Saved data entries
----

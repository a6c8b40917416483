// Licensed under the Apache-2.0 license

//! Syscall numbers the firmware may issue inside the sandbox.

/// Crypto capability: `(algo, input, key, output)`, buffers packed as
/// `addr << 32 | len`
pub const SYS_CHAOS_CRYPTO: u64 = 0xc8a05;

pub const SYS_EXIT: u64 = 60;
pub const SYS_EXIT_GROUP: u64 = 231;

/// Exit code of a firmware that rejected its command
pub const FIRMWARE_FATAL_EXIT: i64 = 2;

----

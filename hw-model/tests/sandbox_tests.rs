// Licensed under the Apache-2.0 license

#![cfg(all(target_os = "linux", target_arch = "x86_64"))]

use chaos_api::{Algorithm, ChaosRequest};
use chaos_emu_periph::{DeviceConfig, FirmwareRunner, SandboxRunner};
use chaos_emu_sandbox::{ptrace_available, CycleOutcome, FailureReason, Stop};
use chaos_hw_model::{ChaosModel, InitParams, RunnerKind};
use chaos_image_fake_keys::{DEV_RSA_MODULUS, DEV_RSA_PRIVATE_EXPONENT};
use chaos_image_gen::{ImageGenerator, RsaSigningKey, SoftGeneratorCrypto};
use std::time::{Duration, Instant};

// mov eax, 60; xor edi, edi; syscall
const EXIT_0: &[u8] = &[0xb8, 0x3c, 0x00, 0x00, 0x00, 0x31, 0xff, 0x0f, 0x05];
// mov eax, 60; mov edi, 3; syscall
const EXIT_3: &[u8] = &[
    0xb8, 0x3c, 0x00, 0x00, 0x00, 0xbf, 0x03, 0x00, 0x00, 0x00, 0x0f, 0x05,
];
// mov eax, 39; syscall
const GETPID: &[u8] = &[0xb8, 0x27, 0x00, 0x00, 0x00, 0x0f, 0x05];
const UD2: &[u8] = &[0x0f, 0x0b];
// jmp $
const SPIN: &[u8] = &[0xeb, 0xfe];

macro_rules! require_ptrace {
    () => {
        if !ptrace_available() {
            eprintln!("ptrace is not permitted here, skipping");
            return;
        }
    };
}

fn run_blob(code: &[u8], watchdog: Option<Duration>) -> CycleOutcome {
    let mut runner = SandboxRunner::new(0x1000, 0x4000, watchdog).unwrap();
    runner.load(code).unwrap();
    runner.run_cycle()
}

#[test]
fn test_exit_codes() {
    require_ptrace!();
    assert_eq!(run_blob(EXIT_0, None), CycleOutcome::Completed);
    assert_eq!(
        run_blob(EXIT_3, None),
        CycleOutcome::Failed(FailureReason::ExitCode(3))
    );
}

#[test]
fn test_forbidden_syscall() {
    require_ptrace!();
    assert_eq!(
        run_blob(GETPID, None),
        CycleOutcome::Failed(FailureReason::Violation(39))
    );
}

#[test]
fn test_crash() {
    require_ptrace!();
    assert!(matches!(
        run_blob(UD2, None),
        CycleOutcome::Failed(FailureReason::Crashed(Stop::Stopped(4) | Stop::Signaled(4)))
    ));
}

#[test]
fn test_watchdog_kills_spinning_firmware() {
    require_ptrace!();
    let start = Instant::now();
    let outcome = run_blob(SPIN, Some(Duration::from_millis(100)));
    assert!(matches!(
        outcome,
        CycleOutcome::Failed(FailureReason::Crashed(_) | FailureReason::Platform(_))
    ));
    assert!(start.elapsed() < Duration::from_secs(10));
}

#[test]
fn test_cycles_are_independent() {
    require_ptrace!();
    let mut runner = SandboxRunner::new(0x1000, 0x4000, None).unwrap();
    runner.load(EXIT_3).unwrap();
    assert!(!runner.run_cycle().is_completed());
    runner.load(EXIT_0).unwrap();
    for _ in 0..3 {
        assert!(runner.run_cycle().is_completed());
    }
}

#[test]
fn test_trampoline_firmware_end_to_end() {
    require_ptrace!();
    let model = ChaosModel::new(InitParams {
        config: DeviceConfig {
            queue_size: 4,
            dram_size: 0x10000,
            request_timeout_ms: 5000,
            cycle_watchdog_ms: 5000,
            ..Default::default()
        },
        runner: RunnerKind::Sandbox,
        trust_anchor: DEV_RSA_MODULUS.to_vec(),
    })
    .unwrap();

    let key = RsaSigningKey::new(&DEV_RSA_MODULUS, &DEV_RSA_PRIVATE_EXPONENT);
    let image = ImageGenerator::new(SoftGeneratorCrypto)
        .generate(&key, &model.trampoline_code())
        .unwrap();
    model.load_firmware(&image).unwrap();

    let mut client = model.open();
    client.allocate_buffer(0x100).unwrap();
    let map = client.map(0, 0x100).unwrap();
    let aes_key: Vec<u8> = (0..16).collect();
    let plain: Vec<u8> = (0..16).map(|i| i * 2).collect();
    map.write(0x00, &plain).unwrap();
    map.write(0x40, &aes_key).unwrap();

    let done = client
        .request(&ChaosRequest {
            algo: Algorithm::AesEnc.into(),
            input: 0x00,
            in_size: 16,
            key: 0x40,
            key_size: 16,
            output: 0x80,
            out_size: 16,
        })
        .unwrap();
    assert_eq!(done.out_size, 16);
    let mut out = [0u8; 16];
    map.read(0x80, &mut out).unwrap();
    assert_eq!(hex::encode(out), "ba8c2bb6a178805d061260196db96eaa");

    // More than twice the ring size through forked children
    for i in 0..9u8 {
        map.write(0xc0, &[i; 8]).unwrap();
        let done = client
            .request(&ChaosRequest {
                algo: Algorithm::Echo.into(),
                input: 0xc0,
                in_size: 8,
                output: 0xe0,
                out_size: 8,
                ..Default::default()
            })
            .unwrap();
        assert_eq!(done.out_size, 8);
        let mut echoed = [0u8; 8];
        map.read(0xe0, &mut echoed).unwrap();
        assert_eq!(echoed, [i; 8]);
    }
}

----

[What you should do]:
The line above containing "repository a6c8b40917416483", the line containing "pub const FIRMWARE_FATAL_EXIT: i64 = 2;", and every line between them are to be transcribed exactly; no other line is wanted.

[Result below]:
repository a6c8b40917416483
// Licensed under the Apache-2.0 license

//! Syscall numbers the firmware may issue inside the sandbox.

/// Crypto capability: `(algo, input, key, output)`, buffers packed as
/// `addr << 32 | len`
pub const SYS_CHAOS_CRYPTO: u64 = 0xc8a05;

pub const SYS_EXIT: u64 = 60;
pub const SYS_EXIT_GROUP: u64 = 231;

/// Exit code of a firmware that rejected its command
pub const FIRMWARE_FATAL_EXIT: i64 = 2;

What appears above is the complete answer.